She climbed the circular staircase that led to the recent attic conversion where the girls now slept in their own rooms, with a shared shower room and toilet. The square landing area that separated their bedrooms was a cosy lounging space, designed by Jonathan, with a small two-seater sofa, bean bags, a bookcase, coffee table and TV. Did her daughters have any idea of how privileged they were? Hilary wondered, remembering the bedroom with the one old-fashioned wardrobe and chest of drawers she had shared with her sister.
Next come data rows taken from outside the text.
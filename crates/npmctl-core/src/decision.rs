// ── Reconciliation decisions ──
//
// The outcome of comparing a desired spec with what the search found.
// Computed before any mutating call, so a dry run and a real run reach
// the same decision and only differ in whether it gets executed.

use npmctl_api::RemoteItem;
use strum::Display;

/// What a reconciler intends to do, with everything needed to do it.
#[derive(Debug, Clone, PartialEq)]
pub enum Decision<P> {
    /// Nothing exists yet; create it from the payload.
    Create(P),
    /// The existing item differs; replace it with the full payload.
    Update { existing: RemoteItem, payload: P },
    /// The existing item already satisfies the spec.
    Noop(RemoteItem),
    /// The item exists but should not.
    Delete(RemoteItem),
    /// The item should not exist and does not.
    AlreadyAbsent,
}

/// Payload-free label of a [`Decision`], for logs and reports.
#[derive(Debug, Clone, Copy, PartialEq, Eq, Display)]
#[strum(serialize_all = "SCREAMING_SNAKE_CASE")]
pub enum DecisionKind {
    Create,
    Update,
    Noop,
    Delete,
    NoOpAlreadyAbsent,
}

impl<P> Decision<P> {
    pub fn kind(&self) -> DecisionKind {
        match self {
            Self::Create(_) => DecisionKind::Create,
            Self::Update { .. } => DecisionKind::Update,
            Self::Noop(_) => DecisionKind::Noop,
            Self::Delete(_) => DecisionKind::Delete,
            Self::AlreadyAbsent => DecisionKind::NoOpAlreadyAbsent,
        }
    }

    /// `true` for decisions that change remote state when executed.
    pub fn is_mutating(&self) -> bool {
        matches!(self, Self::Create(_) | Self::Update { .. } | Self::Delete(_))
    }
}

#[cfg(test)]
mod tests {
    use super::*;

    #[test]
    fn kinds_render_in_screaming_snake_case() {
        assert_eq!(DecisionKind::NoOpAlreadyAbsent.to_string(), "NO_OP_ALREADY_ABSENT");
        assert_eq!(DecisionKind::Create.to_string(), "CREATE");
    }

    #[test]
    fn only_create_update_delete_mutate() {
        assert!(Decision::Create(()).is_mutating());
        assert!(!Decision::<()>::AlreadyAbsent.is_mutating());
    }
}
// ── Typed request payloads ──
//
// Bodies sent to the create and update endpoints. Proxy payloads always
// carry the complete field set; there is no partial update.

use serde::{Deserialize, Serialize};
use serde_json::{Map, Value};

use crate::spec::{CertificateSpec, ForwardScheme, ProxySpec};

// ── Certificate ────────────────────────────────────────────────────

#[derive(Debug, Clone, PartialEq, Eq, Serialize, Deserialize)]
pub struct CertificatePayload {
    pub domain_names: Vec<String>,
    pub provider: String,
    pub meta: CertificateMeta,
}

#[derive(Debug, Clone, PartialEq, Eq, Serialize, Deserialize)]
pub struct CertificateMeta {
    pub dns_challenge: bool,
    pub dns_provider: String,
    pub dns_provider_credentials: String,
}

impl CertificatePayload {
    /// Let's Encrypt wildcard certificate validated through the
    /// domainoffensive DNS challenge. Always covers `domain` and `*.domain`.
    pub fn domainoffensive(spec: &CertificateSpec) -> Self {
        Self {
            domain_names: vec![
                spec.domain_name.clone(),
                format!("*.{}", spec.domain_name),
            ],
            provider: "letsencrypt".into(),
            meta: CertificateMeta {
                dns_challenge: true,
                dns_provider: "domainoffensive".into(),
                dns_provider_credentials: format!(
                    "dns_domainoffensive_api_token = {}",
                    spec.provider_credentials
                ),
            },
        }
    }
}

// ── Proxy host ─────────────────────────────────────────────────────

#[derive(Debug, Clone, PartialEq, Eq, Serialize, Deserialize)]
pub struct ProxyHostPayload {
    pub domain_names: Vec<String>,
    pub forward_scheme: ForwardScheme,
    pub forward_host: String,
    pub forward_port: u16,
    pub caching_enabled: bool,
    pub allow_websocket_upgrade: bool,
    pub certificate_id: i64,
    pub ssl_forced: bool,
    pub http2_support: bool,
    pub hsts_enabled: bool,
    pub hsts_subdomains: bool,
    pub advanced_config: String,
    pub block_exploits: bool,
    pub access_list_id: i64,
    pub locations: Vec<Value>,
    pub meta: Map<String, Value>,
}

impl ProxyHostPayload {
    /// Build the full payload for `spec` with the fixed security defaults.
    /// `None` if the spec has no usable forward host.
    pub fn from_spec(spec: &ProxySpec) -> Option<Self> {
        let forward_host = spec.forward_host()?.to_owned();
        Some(Self {
            domain_names: vec![spec.domain_name.clone()],
            forward_scheme: spec.forward_scheme,
            forward_host,
            forward_port: spec.forward_port,
            caching_enabled: spec.enable_caching,
            allow_websocket_upgrade: spec.allow_websockets,
            certificate_id: spec.certificate_id,
            ssl_forced: spec.force_ssl,
            http2_support: spec.http2_support,
            hsts_enabled: false,
            hsts_subdomains: false,
            advanced_config: String::new(),
            block_exploits: false,
            access_list_id: 0,
            locations: Vec::new(),
            meta: Map::new(),
        })
    }
}

#[cfg(test)]
#[allow(clippy::unwrap_used)]
mod tests {
    use pretty_assertions::assert_eq;
    use serde_json::json;

    use super::*;
    use crate::spec::CertificateProvider;

    #[test]
    fn certificate_payload_is_wildcard_letsencrypt() {
        let spec = CertificateSpec {
            provider: CertificateProvider::Domainoffensive,
            provider_credentials: "s3cr3t".into(),
            ..CertificateSpec::new("some.domain")
        };

        assert_eq!(
            serde_json::to_value(CertificatePayload::domainoffensive(&spec)).unwrap(),
            json!({
                "domain_names": ["some.domain", "*.some.domain"],
                "provider": "letsencrypt",
                "meta": {
                    "dns_challenge": true,
                    "dns_provider": "domainoffensive",
                    "dns_provider_credentials": "dns_domainoffensive_api_token = s3cr3t"
                }
            })
        );
    }

    #[test]
    fn proxy_payload_carries_security_defaults() {
        let spec = ProxySpec {
            forward_host: Some("192.168.1.234".into()),
            forward_port: 81,
            ..ProxySpec::new("some.domain")
        };

        assert_eq!(
            serde_json::to_value(ProxyHostPayload::from_spec(&spec).unwrap()).unwrap(),
            json!({
                "domain_names": ["some.domain"],
                "forward_scheme": "http",
                "forward_host": "192.168.1.234",
                "forward_port": 81,
                "caching_enabled": false,
                "allow_websocket_upgrade": false,
                "certificate_id": 0,
                "ssl_forced": false,
                "http2_support": false,
                "hsts_enabled": false,
                "hsts_subdomains": false,
                "advanced_config": "",
                "block_exploits": false,
                "access_list_id": 0,
                "locations": [],
                "meta": {}
            })
        );
    }

    #[test]
    fn proxy_payload_needs_forward_host() {
        assert!(ProxyHostPayload::from_spec(&ProxySpec::new("some.domain")).is_none());
    }
}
They had been so thrilled when Sally had bought a dainty dressing-table unit with three oval gilt-edged mirrors that could angle. That had been the height of sophistication and they had painted their room in a creamy lemon and got new gold-coloured curtains that matched the colour of the gilt on the mirror and had been delighted with their new-look room. They wouldn’t have been able to fit a bean bag, let alone a sofa or bookcase, into their little kingdom.
She saw the remains of Millie’s Chinese meal on the table, grains of rice like confetti against the dark green carpet. The cleaning up hadn’t begun yet, she thought grimly, marching into the bathroom to pull up the blind before entering Sophie’s room. Her daughter was curled under the duvet; blonde hair streaming over the pillows, her favourite battered old teddy bear poking out from under the quilt cover.
‘Sophie, get up.’ She shook her daughter none too gently.
‘Whaaa . . . uuuuhhh?’ Sophie blinked open a bleary eye and raised a tousled head from the pillow.
‘Get up and start tidying up. Look at this bedroom. It’s a disgrace. And so is that bathroom. There’s make-up marks all over the sink—’
‘Breakfast in five. Sophie, do you want a fried egg?’ Niall appeared at the bedroom door, a tea towel slung over his shoulder.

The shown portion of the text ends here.